# How to complete this task:
Beneath this line is the data. Output exactly the lines from the line with "doubles weapon experience." to the line with "fn default() ->", both ends included, and nothing more.

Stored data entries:
*-*-*

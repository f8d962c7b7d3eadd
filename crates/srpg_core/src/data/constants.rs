//! Tunable combat constants.

use serde::{Deserialize, Serialize};

use crate::math::{from_percent, Fixed};

/// How hit rolls are made.
#[derive(Debug, Clone, Copy, PartialEq, Eq, Hash, Serialize, Deserialize, Default)]
pub enum RngMode {
    /// One roll against the displayed hit.
    #[default]
    Classic,
    /// Average of two rolls against the displayed hit.
    TrueHit,
}

/// Global combat constants.
///
/// # Example RON
///
/// ```ron
/// CombatConstants(
///     min_damage: 0,
///     speed_to_double: 4,
///     crit_mult: 3,
///     crit_add: 0,
///     miss_wexp: false,
/// )
/// ```
#[derive(Debug, Clone, PartialEq, Eq, Hash, Serialize, Deserialize)]
pub struct CombatConstants {
    /// Lowest damage a strike can deal.
    #[serde(default)]
    pub min_damage: i32,
    /// Attack speed lead needed to strike twice.
    #[serde(default = "default_speed_to_double")]
    pub speed_to_double: i32,
    /// Might multiplier on a critical hit.
    #[serde(default = "default_crit_mult")]
    pub crit_mult: i32,
    /// Extra copies of might added on a critical hit.
    #[serde(default)]
    pub crit_add: i32,
    /// Experience multiplier for a kill, in percent.
    #[serde(default = "default_kill_multiplier")]
    pub kill_multiplier: i32,
    /// Flat experience for killing a `Boss` unit.
    #[serde(default = "default_boss_bonus")]
    pub boss_bonus: i32,
    /// Minimum experience for fighting a hostile unit.
    #[serde(default = "default_min_exp")]
    pub min_exp: i32,
    /// Experience base when the item has no `Exp` component.
    #[serde(default = "default_base_exp")]
    pub base_exp: i32,
    /// Experience per level of difference when the item has no `Exp` component.
    #[serde(default = "default_exp_level_factor")]
    pub exp_level_factor: i32,
    /// Weapon experience when the item has no `Wexp` component.
    #[serde(default = "default_wexp")]
    pub default_wexp: i32,
    /// Whether misses grant weapon experience.
    #[serde(default)]
    pub miss_wexp: bool,
    /// Whether weapon experience is granted per strike.
    #[serde(default)]
    pub double_wexp: bool,
    /// Whether a kill doubles weapon experience.
    #[serde(default = "default_true")]
    pub kill_wexp: bool,
    /// Hit roll mode.
    #[serde(default)]
    pub rng_mode: RngMode,
}

const fn default_speed_to_double() -> i32 {
    4
}

const fn default_crit_mult() -> i32 {
    3
}

const fn default_kill_multiplier() -> i32 {
    300
}

const fn default_boss_bonus() -> i32 {
    40
}

const fn default_min_exp() -> i32 {
    1
}

const fn default_base_exp() -> i32 {
    10
}

const fn default_exp_level_factor() -> i32 {
    3
}

const fn default_wexp() -> i32 {
    1
}

const fn default_true() -> bool {
    true
}

impl Default for CombatConstants {
    fn default() -> Self {
        Self {
            min_damage: 0,
            speed_to_double: default_speed_to_double(),
            crit_mult: default_crit_mult(),
            crit_add: 0,
            kill_multiplier: default_kill_multiplier(),
            boss_bonus: default_boss_bonus(),
            min_exp: default_min_exp(),
            base_exp: default_base_exp(),
            exp_level_factor: default_exp_level_factor(),
            default_wexp: default_wexp(),
            miss_wexp: false,
            double_wexp: false,
            kill_wexp: true,
            rng_mode: RngMode::Classic,
        }
    }
}

impl CombatConstants {
    /// Set the damage floor.
    #[must_use]
    pub const fn with_min_damage(mut self, min_damage: i32) -> Self {
        self.min_damage = min_damage;
        self
    }

    /// Set the doubling threshold.
    #[must_use]
    pub const fn with_speed_to_double(mut self, threshold: i32) -> Self {
        self.speed_to_double = threshold;
        self
    }

    /// Set crit amplification.
    #[must_use]
    pub const fn with_crit(mut self, crit_mult: i32, crit_add: i32) -> Self {
        self.crit_mult = crit_mult;
        self.crit_add = crit_add;
        self
    }

    /// Set the hit roll mode.
    #[must_use]
    pub const fn with_rng_mode(mut self, rng_mode: RngMode) -> Self {
        self.rng_mode = rng_mode;
        self
    }

    /// Kill multiplier as a fixed-point factor.
    #[must_use]
    pub fn kill_factor(&self) -> Fixed {
        from_percent(self.kill_multiplier)
    }
}
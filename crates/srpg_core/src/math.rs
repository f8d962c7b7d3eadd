//! Fixed-point helpers for multiplier math.
//!
//! Damage and experience multipliers are authored as integer percents and
//! evaluated in fixed point so results never depend on the host's float
//! implementation. Final values always truncate toward zero.

use fixed::types::I32F32;

/// Fixed-point number type used for every fractional combat quantity.
pub type Fixed = I32F32;

/// Convert an integer percent (150 = 1.5x) into a fixed-point factor.
#[must_use]
pub fn from_percent(percent: i32) -> Fixed {
    Fixed::from_num(percent) / Fixed::from_num(100)
}

/// Truncate toward zero, saturating at the `i32` bounds.
#[must_use]
pub fn truncate(value: Fixed) -> i32 {
    value.round_to_zero().saturating_to_num::<i32>()
}

/// Multiply an integer by a fixed factor, truncating the result.
#[must_use]
pub fn scale(value: i32, factor: Fixed) -> i32 {
    truncate(Fixed::from_num(value).saturating_mul(factor))
}

/// Serde support for fixed-point numbers.
///
/// Serializes fixed-point numbers as their raw bit representation (i64)
/// so snapshots round-trip exactly.
pub mod fixed_serde {
    use super::Fixed;
    use serde::{Deserialize, Deserializer, Serialize, Serializer};

    /// Serialize a fixed-point number as its raw bits.
    pub fn serialize<S>(value: &Fixed, serializer: S) -> Result<S::Ok, S::Error>
    where
        S: Serializer,
    {
        value.to_bits().serialize(serializer)
    }

    /// Deserialize a fixed-point number from its raw bits.
    pub fn deserialize<'de, D>(deserializer: D) -> Result<Fixed, D::Error>
    where
        D: Deserializer<'de>,
    {
        let bits = i64::deserialize(deserializer)?;
        Ok(Fixed::from_bits(bits))
    }
}
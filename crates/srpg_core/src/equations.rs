//! Named stat equations.
//!
//! Every base combat statistic is computed from a named equation such as
//! `HIT` or `DAMAGE`. Equations are content: they are loaded from RON as
//! [`Formula`] trees and evaluated against a [`StatSource`] view of a unit.
//! Asking for an equation that was never registered is an error, never a
//! silent zero.

use std::collections::BTreeMap;

use serde::{Deserialize, Serialize};

use crate::error::{CombatError, Result};
use crate::math::{from_percent, scale};

/// Equation used for accuracy when an item does not override it.
pub const HIT: &str = "HIT";
/// Equation used for avoid.
pub const AVOID: &str = "AVOID";
/// Equation used for crit accuracy.
pub const CRIT_HIT: &str = "CRIT_HIT";
/// Equation used for crit avoid.
pub const CRIT_AVOID: &str = "CRIT_AVOID";
/// Equation used for damage.
pub const DAMAGE: &str = "DAMAGE";
/// Equation used for defense.
pub const DEFENSE: &str = "DEFENSE";
/// Equation used for attack speed.
pub const ATTACK_SPEED: &str = "ATTACK_SPEED";
/// Equation used for defense speed.
pub const DEFENSE_SPEED: &str = "DEFENSE_SPEED";

/// Every equation the calculator may request without an item override.
pub const STANDARD_EQUATIONS: [&str; 8] = [
    HIT,
    AVOID,
    CRIT_HIT,
    CRIT_AVOID,
    DAMAGE,
    DEFENSE,
    ATTACK_SPEED,
    DEFENSE_SPEED,
];

/// Maximum nesting of equation references.
pub const MAX_EQUATION_DEPTH: usize = 16;

/// Read-only view of the numbers an equation may reference.
pub trait StatSource {
    /// Effective value of a named stat (base plus modifiers). Unknown stats are 0.
    fn stat(&self, name: &str) -> i32;

    /// Current level.
    fn level(&self) -> i32;
}

/// Evaluates named equations.
pub trait EquationSystem {
    /// Evaluate the equation registered under `name`.
    ///
    /// # Errors
    ///
    /// Returns [`CombatError::UnknownEquation`] if `name` is not registered.
    fn evaluate(&self, name: &str, stats: &dyn StatSource) -> Result<i32>;

    /// Whether an equation is registered under `name`.
    fn contains(&self, name: &str) -> bool;
}

/// Integer expression tree.
///
/// # Example RON
///
/// ```ron
/// Sum([Stat("SKL"), Stat("SKL"), Scaled(formula: Stat("LCK"), percent: 50)])
/// ```
#[derive(Debug, Clone, PartialEq, Eq, Hash, Serialize, Deserialize)]
pub enum Formula {
    /// A literal value.
    Constant(i32),
    /// A unit stat.
    Stat(String),
    /// The unit's level.
    Level,
    /// Another named equation.
    Equation(String),
    /// `formula * percent / 100`, truncated.
    Scaled {
        /// Inner formula.
        formula: Box<Formula>,
        /// Scale in percent.
        percent: i32,
    },
    /// Sum of all terms.
    Sum(Vec<Formula>),
    /// Product of all terms.
    Product(Vec<Formula>),
    /// Smallest term (0 when empty).
    Min(Vec<Formula>),
    /// Largest term (0 when empty).
    Max(Vec<Formula>),
    /// Integer division truncating toward zero.
    Div(Box<Formula>, Box<Formula>),
}

impl Formula {
    /// Evaluate against a stat view, resolving equation references through `equations`.
    ///
    /// # Errors
    ///
    /// Fails on unknown equation references or division by zero.
    pub fn evaluate(&self, stats: &dyn StatSource, equations: &dyn EquationSystem) -> Result<i32> {
        let value = match self {
            Self::Constant(value) => *value,
            Self::Stat(name) => stats.stat(name),
            Self::Level => stats.level(),
            Self::Equation(name) => equations.evaluate(name, stats)?,
            Self::Scaled { formula, percent } => {
                scale(formula.evaluate(stats, equations)?, from_percent(*percent))
            }
            Self::Sum(terms) => {
                let mut total = 0i32;
                for term in terms {
                    total = total.saturating_add(term.evaluate(stats, equations)?);
                }
                total
            }
            Self::Product(terms) => {
                let mut total = 1i32;
                for term in terms {
                    total = total.saturating_mul(term.evaluate(stats, equations)?);
                }
                total
            }
            Self::Min(terms) => Self::fold(terms, stats, equations, i32::min)?,
            Self::Max(terms) => Self::fold(terms, stats, equations, i32::max)?,
            Self::Div(numerator, denominator) => {
                let denominator = denominator.evaluate(stats, equations)?;
                if denominator == 0 {
                    return Err(CombatError::InvalidFormula("division by zero".into()));
                }
                numerator.evaluate(stats, equations)? / denominator
            }
        };
        Ok(value)
    }

    fn fold(
        terms: &[Formula],
        stats: &dyn StatSource,
        equations: &dyn EquationSystem,
        pick: fn(i32, i32) -> i32,
    ) -> Result<i32> {
        let mut result: Option<i32> = None;
        for term in terms {
            let value = term.evaluate(stats, equations)?;
            result = Some(result.map_or(value, |current| pick(current, value)));
        }
        Ok(result.unwrap_or(0))
    }

    /// Names of every equation this formula references, recursively.
    #[must_use]
    pub fn referenced_equations(&self) -> Vec<&str> {
        let mut names = Vec::new();
        self.collect_references(&mut names);
        names
    }

    fn collect_references<'a>(&'a self, names: &mut Vec<&'a str>) {
        match self {
            Self::Equation(name) => names.push(name),
            Self::Scaled { formula, .. } => formula.collect_references(names),
            Self::Sum(terms) | Self::Product(terms) | Self::Min(terms) | Self::Max(terms) => {
                for term in terms {
                    term.collect_references(names);
                }
            }
            Self::Div(numerator, denominator) => {
                numerator.collect_references(names);
                denominator.collect_references(names);
            }
            Self::Constant(_) | Self::Stat(_) | Self::Level => {}
        }
    }
}

/// Content-driven equation registry.
#[derive(Debug, Clone, Default, PartialEq, Eq, Serialize, Deserialize)]
#[serde(transparent)]
pub struct EquationTable {
    equations: BTreeMap<String, Formula>,
}

impl EquationTable {
    /// Create an empty table.
    #[must_use]
    pub fn new() -> Self {
        Self::default()
    }

    /// Register (or replace) an equation.
    pub fn insert(&mut self, name: impl Into<String>, formula: Formula) {
        self.equations.insert(name.into(), formula);
    }

    /// Builder form of [`Self::insert`].
    #[must_use]
    pub fn with(mut self, name: impl Into<String>, formula: Formula) -> Self {
        self.insert(name, formula);
        self
    }

    /// Look up a registered formula.
    #[must_use]
    pub fn get(&self, name: &str) -> Option<&Formula> {
        self.equations.get(name)
    }

    /// Iterate registered equations in name order.
    pub fn iter(&self) -> impl Iterator<Item = (&String, &Formula)> {
        self.equations.iter()
    }

    /// Names that are referenced by some equation but not registered.
    #[must_use]
    pub fn dangling_references(&self) -> Vec<String> {
        let mut missing: Vec<String> = self
            .equations
            .values()
            .flat_map(Formula::referenced_equations)
            .filter(|name| !self.equations.contains_key(*name))
            .map(str::to_owned)
            .collect();
        missing.sort();
        missing.dedup();
        missing
    }

    fn evaluate_at_depth(&self, name: &str, stats: &dyn StatSource, depth: usize) -> Result<i32> {
        if depth > MAX_EQUATION_DEPTH {
            return Err(CombatError::EquationRecursion(name.to_owned()));
        }
        let formula = self
            .equations
            .get(name)
            .ok_or_else(|| CombatError::UnknownEquation(name.to_owned()))?;
        let nested = Nested { table: self, depth: depth + 1 };
        formula.evaluate(stats, &nested)
    }
}

impl EquationSystem for EquationTable {
    fn evaluate(&self, name: &str, stats: &dyn StatSource) -> Result<i32> {
        self.evaluate_at_depth(name, stats, 0)
    }

    fn contains(&self, name: &str) -> bool {
        self.equations.contains_key(name)
    }
}

/// Depth-tracking view used while resolving equation references.
struct Nested<'a> {
    table: &'a EquationTable,
    depth: usize,
}

impl EquationSystem for Nested<'_> {
    fn evaluate(&self, name: &str, stats: &dyn StatSource) -> Result<i32> {
        self.table.evaluate_at_depth(name, stats, self.depth)
    }

    fn contains(&self, name: &str) -> bool {
        self.table.contains(name)
    }
}
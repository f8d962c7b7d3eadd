//! Data validation utilities.

use std::path::{Path, PathBuf};

use srpg_core::data::Database;

use crate::scenario::{Scenario, ScenarioError};

/// File name of the content database inside a data directory.
pub const DATABASE_FILE: &str = "database.ron";

/// Subdirectory holding scenario files.
pub const SCENARIO_DIR: &str = "scenarios";

/// Validate all RON data files in a directory.
///
/// Loads `database.ron`, then checks every `scenarios/*.ron` against it.
/// Returns the number of scenarios checked.
///
/// # Errors
///
/// Returns an error if the database fails to load, or
/// [`ScenarioError::Invalid`] listing every problem found in the scenarios.
pub fn validate_data_directory(path: &Path) -> Result<usize, ScenarioError> {
    let db = Database::load(path.join(DATABASE_FILE))?;
    let scenarios = scenario_files(&path.join(SCENARIO_DIR))?;

    let mut errors = Vec::new();
    for file in &scenarios {
        let name = file.display();
        match Scenario::load(file) {
            Ok(scenario) => {
                let problems = scenario.validate(&db);
                tracing::debug!(file = %name, problems = problems.len(), "Checked scenario");
                errors.extend(problems.into_iter().map(|p| format!("{name}: {p}")));
            }
            Err(e) => errors.push(format!("{name}: {e}")),
        }
    }

    if errors.is_empty() {
        Ok(scenarios.len())
    } else {
        Err(ScenarioError::Invalid(errors))
    }
}

/// Sorted `.ron` files in `dir`. A missing directory has no scenarios.
fn scenario_files(dir: &Path) -> Result<Vec<PathBuf>, ScenarioError> {
    if !dir.is_dir() {
        return Ok(Vec::new());
    }
    let mut files = Vec::new();
    for entry in std::fs::read_dir(dir)? {
        let path = entry?.path();
        if path.extension().is_some_and(|ext| ext == "ron") {
            files.push(path);
        }
    }
    files.sort();
    Ok(files)
}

*-*-*

# Exercise answer:
    /// Whether a kill doubles weapon experience.
    #[serde(default = "default_true")]
    pub kill_wexp: bool,
    /// Hit roll mode.
    #[serde(default)]
    pub rng_mode: RngMode,
}

const fn default_speed_to_double() -> i32 {
    4
}

const fn default_crit_mult() -> i32 {
    3
}

const fn default_kill_multiplier() -> i32 {
    300
}

const fn default_boss_bonus() -> i32 {
    40
}

const fn default_min_exp() -> i32 {
    1
}

const fn default_base_exp() -> i32 {
    10
}

const fn default_exp_level_factor() -> i32 {
    3
}

const fn default_wexp() -> i32 {
    1
}

const fn default_true() -> bool {
    true
}

impl Default for CombatConstants {
    fn default() -> Self {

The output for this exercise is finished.